A performance indicator or key performance indicator (KPI) is a measure of performance.[1] Such measures are commonly used to help an organization define and evaluate how successful it is, typically in terms of making progress towards its long-term organizational goals[2]. KPIs can be specified by answering the question, "What is really important to different stakeholders?". KPIs may be monitored using Business Intelligence techniques to assess the present state of the business and to assist in prescribing a course of action. The act of monitoring KPIs in real-time is known as business activity monitoring (BAM). KPIs are frequently used to "value" difficult to measure activities such as the benefits of leadership development, engagement, service, and satisfaction. KPIs are typically tied to an organization's strategy using concepts or techniques such as the Balanced Scorecard.

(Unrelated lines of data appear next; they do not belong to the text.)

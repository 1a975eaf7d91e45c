//! Latest-version selection for discovered assets.
//!
//! Repository listings contain every stored version of every artifact plus
//! format metadata files (checksum sidecars, index documents, signatures).
//! The latest-only export mode keeps one asset per artifact: the most
//! recently updated primary file.

use crate::types::AssetDescriptor;
use std::collections::HashMap;

/// Read a string field out of a format's attribute block
fn attr<'a>(asset: &'a AssetDescriptor, block: &str, field: &str) -> Option<&'a str> {
    asset.attributes.get(block)?.get(field)?.as_str()
}

impl AssetDescriptor {
    /// Grouping key identifying an artifact across its versions
    ///
    /// Format metadata is used when present (maven2 `group:artifact`, npm
    /// package name, nuget package id); otherwise versions of an artifact
    /// are approximated by their shared directory prefix.
    pub fn artifact_key(&self) -> String {
        match self.format.as_str() {
            "maven2" => {
                if let (Some(group), Some(artifact)) = (
                    attr(self, "maven2", "groupId"),
                    attr(self, "maven2", "artifactId"),
                ) {
                    return format!("{group}:{artifact}");
                }
            }
            "npm" => {
                if let Some(name) = attr(self, "npm", "name") {
                    return name.to_string();
                }
            }
            "nuget" => {
                if let Some(id) = attr(self, "nuget", "id") {
                    return id.to_string();
                }
            }
            _ => {}
        }

        // Fallback: group by the path without its final (versioned) segment
        match self.path.rsplit_once('/') {
            Some((prefix, _)) if !prefix.is_empty() => prefix.to_string(),
            _ if !self.path.is_empty() => self.path.clone(),
            _ => self.id.to_string(),
        }
    }

    /// Best-effort version string, for logs and reports
    pub fn version(&self) -> String {
        let from_attrs = match self.format.as_str() {
            "maven2" => attr(self, "maven2", "version"),
            "npm" => attr(self, "npm", "version"),
            "nuget" => attr(self, "nuget", "version"),
            _ => None,
        };
        if let Some(version) = from_attrs {
            return version.to_string();
        }

        // Fallback: a filename that looks versioned, else the update stamp
        if let Some(filename) = self.path.rsplit('/').next()
            && looks_versioned(filename)
        {
            return filename.to_string();
        }
        self.last_updated.to_string()
    }
}

/// Whether a filename contains a `<digit>.<digit>` version-ish sequence
fn looks_versioned(filename: &str) -> bool {
    let bytes = filename.as_bytes();
    bytes.windows(3).any(|w| {
        w[0].is_ascii_digit() && w[1] == b'.' && w[2].is_ascii_digit()
    })
}

/// Whether an asset is a primary artifact rather than format plumbing
///
/// Filters the checksum/signature sidecars and index documents each format
/// stores next to its real content.
pub fn is_primary_artifact(asset: &AssetDescriptor) -> bool {
    if asset.path.is_empty() {
        return false;
    }
    let lower = asset.path.to_ascii_lowercase();

    match asset.format.as_str() {
        "maven2" => {
            !(lower.ends_with(".md5")
                || lower.ends_with(".sha1")
                || lower.ends_with(".sha256")
                || lower.ends_with(".sha512")
                || lower.ends_with(".asc")
                || lower.contains("maven-metadata"))
        }
        "npm" => {
            !(lower.ends_with(".md5") || lower.ends_with(".sha1") || asset.path.contains("/-/"))
        }
        "nuget" => {
            !(lower.ends_with(".md5") || lower.ends_with(".sha1") || lower.ends_with(".nuspec"))
        }
        "docker" => !(asset.path.contains("/manifests/") || asset.path.contains("/blobs/")),
        _ => true,
    }
}

/// Reduce a full listing to the most recently updated primary asset per artifact
///
/// Output is sorted by path so repeated runs schedule work in a stable order.
pub fn select_latest(assets: Vec<AssetDescriptor>) -> Vec<AssetDescriptor> {
    let total = assets.len();
    let mut latest: HashMap<String, AssetDescriptor> = HashMap::new();

    for asset in assets.into_iter().filter(is_primary_artifact) {
        let key = asset.artifact_key();
        match latest.get(&key) {
            Some(current) if current.last_updated >= asset.last_updated => {}
            _ => {
                latest.insert(key, asset);
            }
        }
    }

    let mut selected: Vec<AssetDescriptor> = latest.into_values().collect();
    selected.sort_by(|a, b| a.path.cmp(&b.path));

    tracing::info!(
        total,
        selected = selected.len(),
        "Selected latest primary artifacts"
    );
    selected
}
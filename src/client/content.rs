//! Raw content fetch for a single asset.

use crate::checksum::{ChecksumAlgo, ContentHasher};
use crate::error::{Error, Result};
use futures::StreamExt;
use std::path::Path;
use tokio::io::AsyncWriteExt;
use url::Url;

use super::RemoteClient;

impl RemoteClient {
    /// Stream an asset's content to `dest`, overwriting any previous file
    ///
    /// The body is written chunk by chunk and fed to a digest at the same
    /// time, so verification never re-reads the file and large artifacts
    /// never sit fully in memory.
    ///
    /// # Arguments
    ///
    /// * `download_url` - absolute content URL from the asset descriptor
    /// * `dest` - resolved local target path (parents are created)
    /// * `algo` - digest to compute inline, `None` when nothing will be verified
    ///
    /// # Returns
    ///
    /// The lowercase hex digest of the written bytes, when `algo` was given.
    pub async fn download_to_file(
        &self,
        download_url: &str,
        dest: &Path,
        algo: Option<ChecksumAlgo>,
    ) -> Result<Option<String>> {
        let url = Url::parse(download_url)
            .map_err(|e| Error::InvalidUrl(format!("{download_url}: {e}")))?;

        if let Some(parent) = dest.parent() {
            tokio::fs::create_dir_all(parent).await?;
        }

        let response = self.get(url).await?;
        let mut stream = response.bytes_stream();
        let mut file = tokio::fs::File::create(dest).await?;
        let mut hasher = algo.map(ContentHasher::new);
        let mut written: u64 = 0;

        while let Some(chunk) = stream.next().await {
            let chunk = chunk?;
            file.write_all(&chunk).await?;
            if let Some(h) = &mut hasher {
                h.update(&chunk);
            }
            written += chunk.len() as u64;
        }

        file.flush().await?;
        tracing::trace!(dest = %dest.display(), bytes = written, "Content written");

        Ok(hasher.map(ContentHasher::finalize_hex))
    }
}

// unwrap/expect are acceptable in tests for concise failure-on-error assertions
#[allow(clippy::unwrap_used, clippy::expect_used)]
#[cfg(test)]
mod tests {
    use super::*;
    use crate::config::RemoteConfig;
    use wiremock::matchers::{method, path};
    use wiremock::{Mock, MockServer, ResponseTemplate};

    const CONTENT: &[u8] = b"hello world";
    const SHA1_HEX: &str = "2aae6c35c94fcfb415dbe95f408b9ce91ee846ed";

    async fn client(server: &MockServer) -> RemoteClient {
        RemoteClient::new(&RemoteConfig {
            base_url: server.uri(),
            ..Default::default()
        })
        .unwrap()
    }

    #[tokio::test]
    async fn downloads_and_digests_in_one_pass() {
        let server = MockServer::start().await;
        Mock::given(method("GET"))
            .and(path("/repository/libs/org/demo/a.jar"))
            .respond_with(ResponseTemplate::new(200).set_body_bytes(CONTENT))
            .mount(&server)
            .await;

        let dir = tempfile::tempdir().unwrap();
        let dest = dir.path().join("org/demo/a.jar");
        let url = format!("{}/repository/libs/org/demo/a.jar", server.uri());

        let digest = client(&server)
            .await
            .download_to_file(&url, &dest, Some(ChecksumAlgo::Sha1))
            .await
            .unwrap();

        assert_eq!(digest.as_deref(), Some(SHA1_HEX));
        assert_eq!(std::fs::read(&dest).unwrap(), CONTENT);
    }

    #[tokio::test]
    async fn overwrites_previous_content() {
        let server = MockServer::start().await;
        Mock::given(method("GET"))
            .and(path("/a.bin"))
            .respond_with(ResponseTemplate::new(200).set_body_bytes(CONTENT))
            .mount(&server)
            .await;

        let dir = tempfile::tempdir().unwrap();
        let dest = dir.path().join("a.bin");
        std::fs::write(&dest, b"stale bytes from an interrupted run, longer than the new body")
            .unwrap();

        client(&server)
            .await
            .download_to_file(&format!("{}/a.bin", server.uri()), &dest, None)
            .await
            .unwrap();

        assert_eq!(std::fs::read(&dest).unwrap(), CONTENT);
    }

    #[tokio::test]
    async fn remote_failure_surfaces_before_any_write() {
        let server = MockServer::start().await;
        Mock::given(method("GET"))
            .and(path("/gone.bin"))
            .respond_with(ResponseTemplate::new(500))
            .mount(&server)
            .await;

        let dir = tempfile::tempdir().unwrap();
        let dest = dir.path().join("gone.bin");

        let err = client(&server)
            .await
            .download_to_file(&format!("{}/gone.bin", server.uri()), &dest, None)
            .await
            .unwrap_err();

        assert!(matches!(
            err,
            crate::error::Error::RemoteStatus { status: 500, .. }
        ));
        assert!(!dest.exists(), "failed fetch must not leave a file behind");
    }
}
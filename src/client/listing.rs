//! Paginated asset listing.
//!
//! Both endpoint variants (the exhaustive assets walk and the faster search
//! index) return the same page shape, so one fetch path serves both.

use crate::error::Result;
use crate::types::{AssetPage, ListingSource};

use super::RemoteClient;

/// Query parameter carrying the repository id
const REPOSITORY_PARAM: &str = "repository";
/// Query parameter carrying the pagination cursor
const CONTINUATION_PARAM: &str = "continuationToken";

impl RemoteClient {
    /// Fetch one page of asset descriptors for a repository
    ///
    /// # Arguments
    ///
    /// * `repository` - repository id to list
    /// * `source` - which listing endpoint to hit
    /// * `cursor` - continuation cursor from the previous page, `None` for the first
    ///
    /// # Errors
    ///
    /// 5xx responses and timeouts come back as retryable errors (the discovery
    /// task wraps this call in backoff); anything else is fatal for the page.
    pub async fn fetch_page(
        &self,
        repository: &str,
        source: ListingSource,
        cursor: Option<&str>,
    ) -> Result<AssetPage> {
        let mut url = self.endpoint(source.path_segments())?;
        {
            let mut query = url.query_pairs_mut();
            query.append_pair(REPOSITORY_PARAM, repository);
            if let Some(token) = cursor {
                query.append_pair(CONTINUATION_PARAM, token);
            }
        }

        tracing::debug!(
            repository,
            source = source.key(),
            cursor = cursor.unwrap_or("initial"),
            "Fetching listing page"
        );

        let response = self.get(url).await?;
        let page: AssetPage = response.json().await?;

        tracing::debug!(
            repository,
            source = source.key(),
            items = page.items.len(),
            has_next = page.continuation_token.is_some(),
            "Listing page received"
        );

        Ok(page)
    }
}
//! Durable export state: the checkpoint sidecar and the completion marker.
//!
//! Both files live inside the export root, dot-prefixed so they never collide
//! with mirrored content. The checkpoint is a JSON snapshot of in-progress
//! state, rewritten throughout the run and deleted only on full completion.
//! The marker is a small human-readable record whose mere presence means
//! "fully done"; the driver reads nothing else to skip a repository.

use crate::error::{Error, Result};
use crate::types::CompletionMarker;
use chrono::{DateTime, Utc};
use serde::{Deserialize, Serialize};
use std::collections::BTreeSet;
use std::path::{Path, PathBuf};

/// Checkpoint sidecar filename inside the export root
pub const CHECKPOINT_FILE: &str = ".artifact-export-state.json";

/// Completion marker filename inside the export root
pub const MARKER_FILE: &str = ".artifact-export-complete";

/// Durable projection of in-progress engine state
///
/// Loaded before any network call on startup so both discovery (completed
/// cursors) and downloads (finished paths) skip work a previous run finished.
#[derive(Clone, Debug, PartialEq, Serialize, Deserialize)]
pub struct Checkpoint {
    /// Assets discovered so far
    pub assets_found: u64,

    /// Assets verified on disk so far
    pub assets_processed: u64,

    /// Continuation cursor keys already fully consumed
    #[serde(default)]
    pub completed_tokens: BTreeSet<String>,

    /// Logical paths confirmed written and verified
    #[serde(default)]
    pub downloaded_paths: BTreeSet<String>,

    /// When this snapshot was taken
    pub last_update: DateTime<Utc>,
}

/// Reads and writes the sidecar files of one export root
pub struct CheckpointStore {
    checkpoint_path: PathBuf,
    marker_path: PathBuf,
}

impl CheckpointStore {
    /// Bind a store to an export root directory
    pub fn new(export_root: &Path) -> Self {
        Self {
            checkpoint_path: export_root.join(CHECKPOINT_FILE),
            marker_path: export_root.join(MARKER_FILE),
        }
    }

    /// Load the checkpoint, if one exists
    ///
    /// A missing file is a fresh export (`Ok(None)`); an unreadable or
    /// unparsable file is an [`Error::State`] the caller may log and treat
    /// as fresh.
    pub async fn load(&self) -> Result<Option<Checkpoint>> {
        let bytes = match tokio::fs::read(&self.checkpoint_path).await {
            Ok(bytes) => bytes,
            Err(e) if e.kind() == std::io::ErrorKind::NotFound => return Ok(None),
            Err(e) => {
                return Err(Error::State(format!(
                    "failed to read checkpoint {}: {e}",
                    self.checkpoint_path.display()
                )));
            }
        };

        let checkpoint = serde_json::from_slice(&bytes).map_err(|e| {
            Error::State(format!(
                "failed to parse checkpoint {}: {e}",
                self.checkpoint_path.display()
            ))
        })?;
        Ok(Some(checkpoint))
    }

    /// Write the checkpoint atomically (temp file + rename)
    ///
    /// A crash mid-write must never destroy the previous snapshot: the
    /// rename replaces it only once the new one is fully on disk.
    pub async fn save(&self, checkpoint: &Checkpoint) -> Result<()> {
        let json = serde_json::to_vec_pretty(checkpoint)
            .map_err(|e| Error::State(format!("failed to serialize checkpoint: {e}")))?;

        let tmp_path = self.checkpoint_path.with_extension("json.tmp");
        tokio::fs::write(&tmp_path, &json).await.map_err(|e| {
            Error::State(format!(
                "failed to write checkpoint {}: {e}",
                tmp_path.display()
            ))
        })?;
        tokio::fs::rename(&tmp_path, &self.checkpoint_path)
            .await
            .map_err(|e| {
                Error::State(format!(
                    "failed to replace checkpoint {}: {e}",
                    self.checkpoint_path.display()
                ))
            })?;

        tracing::debug!(
            processed = checkpoint.assets_processed,
            found = checkpoint.assets_found,
            "Checkpoint saved"
        );
        Ok(())
    }

    /// Delete the checkpoint after full completion (missing file is fine)
    pub async fn clear(&self) -> Result<()> {
        match tokio::fs::remove_file(&self.checkpoint_path).await {
            Ok(()) => Ok(()),
            Err(e) if e.kind() == std::io::ErrorKind::NotFound => Ok(()),
            Err(e) => Err(Error::State(format!(
                "failed to remove checkpoint {}: {e}",
                self.checkpoint_path.display()
            ))),
        }
    }

    /// Whether a completion marker is present
    pub fn marker_exists(&self) -> bool {
        self.marker_path.exists()
    }

    /// Write the completion marker
    pub async fn write_marker(&self, marker: &CompletionMarker) -> Result<()> {
        let rendered = render_marker(marker);
        tokio::fs::write(&self.marker_path, rendered)
            .await
            .map_err(|e| {
                Error::State(format!(
                    "failed to write completion marker {}: {e}",
                    self.marker_path.display()
                ))
            })?;
        tracing::info!(marker = %self.marker_path.display(), "Completion marker written");
        Ok(())
    }

    /// Read the completion marker back, if present
    pub async fn read_marker(&self) -> Result<Option<CompletionMarker>> {
        let text = match tokio::fs::read_to_string(&self.marker_path).await {
            Ok(text) => text,
            Err(e) if e.kind() == std::io::ErrorKind::NotFound => return Ok(None),
            Err(e) => {
                return Err(Error::State(format!(
                    "failed to read completion marker {}: {e}",
                    self.marker_path.display()
                )));
            }
        };
        parse_marker(&text).map(Some)
    }
}

/// Render a marker as `key = value` lines
fn render_marker(marker: &CompletionMarker) -> String {
    format!(
        "completed_at = {}\n\
         repository = {}\n\
         source_url = {}\n\
         assets_found = {}\n\
         assets_processed = {}\n\
         export_path = {}\n",
        marker.completed_at.to_rfc3339(),
        marker.repository,
        marker.source_url,
        marker.assets_found,
        marker.assets_processed,
        marker.export_path.display(),
    )
}

/// Parse the `key = value` lines of a marker file
fn parse_marker(text: &str) -> Result<CompletionMarker> {
    let mut fields = std::collections::HashMap::new();
    for line in text.lines() {
        if let Some((key, value)) = line.split_once('=') {
            fields.insert(key.trim().to_string(), value.trim().to_string());
        }
    }

    let get = |key: &str| {
        fields
            .get(key)
            .cloned()
            .ok_or_else(|| Error::State(format!("completion marker is missing '{key}'")))
    };

    let completed_at = DateTime::parse_from_rfc3339(&get("completed_at")?)
        .map_err(|e| Error::State(format!("bad completed_at in marker: {e}")))?
        .with_timezone(&Utc);
    let parse_count = |key: &str| -> Result<u64> {
        get(key)?
            .parse()
            .map_err(|e| Error::State(format!("bad {key} in marker: {e}")))
    };

    Ok(CompletionMarker {
        completed_at,
        repository: get("repository")?,
        source_url: get("source_url")?,
        assets_found: parse_count("assets_found")?,
        assets_processed: parse_count("assets_processed")?,
        export_path: PathBuf::from(get("export_path")?),
    })
}
//! Error types for artifact-mirror
//!
//! This module provides the error taxonomy for the library:
//! - Setup errors that abort an export before any task runs
//! - Remote errors, split into transient (retried with backoff) and fatal
//! - Integrity errors for checksum mismatches (retried within a small budget)
//! - State errors for checkpoint persistence (logged, never fatal to a run)

use std::path::PathBuf;
use thiserror::Error;

/// Result type alias for artifact-mirror operations
pub type Result<T> = std::result::Result<T, Error>;

/// Main error type for artifact-mirror
///
/// Each variant carries enough context to diagnose the failure. Whether a
/// variant is retried is decided centrally by the `IsRetryable` impl in
/// [`crate::retry`], not at the error sites.
#[derive(Debug, Error)]
pub enum Error {
    /// Export setup failed (missing/unwritable output directory, bad configuration).
    /// Always fatal: surfaced before any task has started.
    #[error("setup error: {message}")]
    Setup {
        /// Human-readable description of the setup problem
        message: String,
        /// The path involved, when the problem is directory-related
        path: Option<PathBuf>,
    },

    /// Network-level error from the HTTP client (connect failure, timeout, protocol error)
    #[error("network error: {0}")]
    Network(#[from] reqwest::Error),

    /// Remote endpoint answered with a non-success HTTP status
    #[error("remote returned {status} for {url}")]
    RemoteStatus {
        /// HTTP status code returned by the remote service
        status: u16,
        /// The request URL that produced the status
        url: String,
    },

    /// Downloaded content did not match the expected checksum
    #[error("checksum mismatch for {path}: expected {expected}, got {actual}")]
    Integrity {
        /// Repository-relative path of the asset
        path: String,
        /// Expected hex digest from the asset descriptor
        expected: String,
        /// Hex digest actually computed over the fetched bytes
        actual: String,
    },

    /// An asset's logical path cannot be placed inside the export root
    #[error("unsafe asset path: {path}")]
    UnsafePath {
        /// The offending logical path as reported by the remote
        path: String,
    },

    /// Checkpoint or marker persistence failed.
    /// Callers log this and continue with best-effort persistence.
    #[error("state persistence error: {0}")]
    State(String),

    /// I/O error
    #[error("I/O error: {0}")]
    Io(#[from] std::io::Error),

    /// Serialization error
    #[error("serialization error: {0}")]
    Serialization(#[from] serde_json::Error),

    /// A configured URL could not be parsed or extended with path segments
    #[error("invalid URL: {0}")]
    InvalidUrl(String),

    /// The export was asked to stop and is no longer scheduling work
    #[error("shutdown in progress: not scheduling new tasks")]
    ShuttingDown,
}

impl Error {
    /// Build a setup error with a path attached.
    pub fn setup(message: impl Into<String>, path: impl Into<PathBuf>) -> Self {
        Error::Setup {
            message: message.into(),
            path: Some(path.into()),
        }
    }
}

// unwrap/expect are acceptable in tests for concise failure-on-error assertions
#[allow(clippy::unwrap_used, clippy::expect_used)]
#[cfg(test)]
mod tests {
    use super::*;

    #[test]
    fn display_includes_context() {
        let err = Error::RemoteStatus {
            status: 503,
            url: "http://nexus.local/service/rest/v1/assets".to_string(),
        };
        let msg = err.to_string();
        assert!(msg.contains("503"));
        assert!(msg.contains("/service/rest/v1/assets"));
    }

    #[test]
    fn integrity_display_names_both_digests() {
        let err = Error::Integrity {
            path: "org/demo/lib-1.0.jar".to_string(),
            expected: "aaaa".to_string(),
            actual: "bbbb".to_string(),
        };
        let msg = err.to_string();
        assert!(msg.contains("aaaa") && msg.contains("bbbb"));
    }

    #[test]
    fn setup_helper_attaches_path() {
        let err = Error::setup("not a directory", "/tmp/somewhere");
        match err {
            Error::Setup { path, .. } => {
                assert_eq!(path.unwrap(), PathBuf::from("/tmp/somewhere"))
            }
            other => panic!("unexpected variant: {other:?}"),
        }
    }
}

The KPIs differ depending on the nature of the organization and the organization's strategy. They help to evaluate the progress of an organization towards its vision and long-term goals, especially toward difficult to quantify knowledge-based goals.
A KPI is a key part of a measurable objective, which is made up of a direction, KPI, benchmark, target, and time frame. For example: "Increase Average Revenue per Customer from £10 to £15 by EOY 2008". In this case, 'Average Revenue Per Customer' is the KPI.
KPIs should not be confused with a Critical Success Factor. For the example above, a critical success factor would be something that needs to be in place to achieve that objective; for example, an attractive new product.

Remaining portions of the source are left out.